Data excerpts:
Start of Block

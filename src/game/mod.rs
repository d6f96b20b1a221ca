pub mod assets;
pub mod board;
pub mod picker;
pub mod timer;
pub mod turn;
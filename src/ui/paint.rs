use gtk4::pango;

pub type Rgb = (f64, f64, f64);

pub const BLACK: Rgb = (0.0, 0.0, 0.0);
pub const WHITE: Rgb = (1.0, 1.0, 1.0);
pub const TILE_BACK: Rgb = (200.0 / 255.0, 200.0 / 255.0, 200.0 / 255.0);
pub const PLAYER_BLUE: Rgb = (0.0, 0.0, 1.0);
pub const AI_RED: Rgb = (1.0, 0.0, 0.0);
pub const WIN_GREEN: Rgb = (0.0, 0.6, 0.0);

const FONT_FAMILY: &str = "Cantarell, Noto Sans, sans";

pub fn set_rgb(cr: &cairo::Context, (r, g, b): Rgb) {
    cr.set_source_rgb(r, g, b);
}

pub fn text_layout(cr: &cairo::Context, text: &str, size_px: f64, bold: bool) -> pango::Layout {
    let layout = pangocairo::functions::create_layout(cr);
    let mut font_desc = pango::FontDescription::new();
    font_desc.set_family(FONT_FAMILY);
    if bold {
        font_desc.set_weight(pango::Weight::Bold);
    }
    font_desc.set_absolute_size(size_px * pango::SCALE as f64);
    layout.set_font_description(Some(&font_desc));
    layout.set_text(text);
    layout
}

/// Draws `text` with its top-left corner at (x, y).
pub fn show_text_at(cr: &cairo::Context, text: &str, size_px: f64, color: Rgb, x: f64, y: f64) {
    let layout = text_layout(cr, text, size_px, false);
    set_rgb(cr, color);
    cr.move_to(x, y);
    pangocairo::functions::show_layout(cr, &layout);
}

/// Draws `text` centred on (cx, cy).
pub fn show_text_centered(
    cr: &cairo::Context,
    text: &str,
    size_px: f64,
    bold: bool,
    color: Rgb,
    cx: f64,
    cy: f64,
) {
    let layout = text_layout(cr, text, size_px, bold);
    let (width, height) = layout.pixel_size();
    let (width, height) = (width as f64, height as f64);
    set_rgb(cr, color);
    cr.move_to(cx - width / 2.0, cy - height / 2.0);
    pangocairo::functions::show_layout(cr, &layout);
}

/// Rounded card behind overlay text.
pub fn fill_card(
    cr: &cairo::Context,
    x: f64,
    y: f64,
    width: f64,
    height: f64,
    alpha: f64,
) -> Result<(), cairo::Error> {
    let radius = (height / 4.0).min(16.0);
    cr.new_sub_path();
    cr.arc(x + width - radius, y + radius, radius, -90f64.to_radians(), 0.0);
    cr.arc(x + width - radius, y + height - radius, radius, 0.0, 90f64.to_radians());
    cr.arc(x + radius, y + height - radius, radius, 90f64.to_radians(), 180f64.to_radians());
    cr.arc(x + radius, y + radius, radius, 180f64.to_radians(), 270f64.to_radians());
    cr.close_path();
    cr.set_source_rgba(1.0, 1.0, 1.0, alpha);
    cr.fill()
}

End of Block

> Task objective:
Copy the lines above, please. Keep them exact.

> Task output:
filename src/game/mod.rs
repository d6f96b20b1a221ca
pub mod assets;
pub mod board;
pub mod picker;
pub mod timer;
pub mod turn;
filename src/ui/paint.rs
use gtk4::pango;

pub type Rgb = (f64, f64, f64);

pub const BLACK: Rgb = (0.0, 0.0, 0.0);
pub const WHITE: Rgb = (1.0, 1.0, 1.0);
pub const TILE_BACK: Rgb = (200.0 / 255.0, 200.0 / 255.0, 200.0 / 255.0);
pub const PLAYER_BLUE: Rgb = (0.0, 0.0, 1.0);
pub const AI_RED: Rgb = (1.0, 0.0, 0.0);
pub const WIN_GREEN: Rgb = (0.0, 0.6, 0.0);

const FONT_FAMILY: &str = "Cantarell, Noto Sans, sans";

pub fn set_rgb(cr: &cairo::Context, (r, g, b): Rgb) {
    cr.set_source_rgb(r, g, b);
}

pub fn text_layout(cr: &cairo::Context, text: &str, size_px: f64, bold: bool) -> pango::Layout {
    let layout = pangocairo::functions::create_layout(cr);
    let mut font_desc = pango::FontDescription::new();
    font_desc.set_family(FONT_FAMILY);
    if bold {
        font_desc.set_weight(pango::Weight::Bold);
    }
    font_desc.set_absolute_size(size_px * pango::SCALE as f64);
    layout.set_font_description(Some(&font_desc));
    layout.set_text(text);
    layout
}

/// Draws `text` with its top-left corner at (x, y).
pub fn show_text_at(cr: &cairo::Context, text: &str, size_px: f64, color: Rgb, x: f64, y: f64) {
    let layout = text_layout(cr, text, size_px, false);
    set_rgb(cr, color);
    cr.move_to(x, y);
    pangocairo::functions::show_layout(cr, &layout);
}

/// Draws `text` centred on (cx, cy).
pub fn show_text_centered(
    cr: &cairo::Context,
    text: &str,
    size_px: f64,
    bold: bool,
    color: Rgb,
    cx: f64,
    cy: f64,
) {
    let layout = text_layout(cr, text, size_px, bold);
    let (width, height) = layout.pixel_size();
    let (width, height) = (width as f64, height as f64);
    set_rgb(cr, color);
    cr.move_to(cx - width / 2.0, cy - height / 2.0);
    pangocairo::functions::show_layout(cr, &layout);
}

/// Rounded card behind overlay text.
pub fn fill_card(
    cr: &cairo::Context,
    x: f64,
    y: f64,
    width: f64,
    height: f64,
    alpha: f64,
) -> Result<(), cairo::Error> {
    let radius = (height / 4.0).min(16.0);
    cr.new_sub_path();
    cr.arc(x + width - radius, y + radius, radius, -90f64.to_radians(), 0.0);
    cr.arc(x + width - radius, y + height - radius, radius, 0.0, 90f64.to_radians());
    cr.arc(x + radius, y + height - radius, radius, 90f64.to_radians(), 180f64.to_radians());
    cr.arc(x + radius, y + radius, radius, 180f64.to_radians(), 270f64.to_radians());
    cr.close_path();
    cr.set_source_rgba(1.0, 1.0, 1.0, alpha);
    cr.fill()
}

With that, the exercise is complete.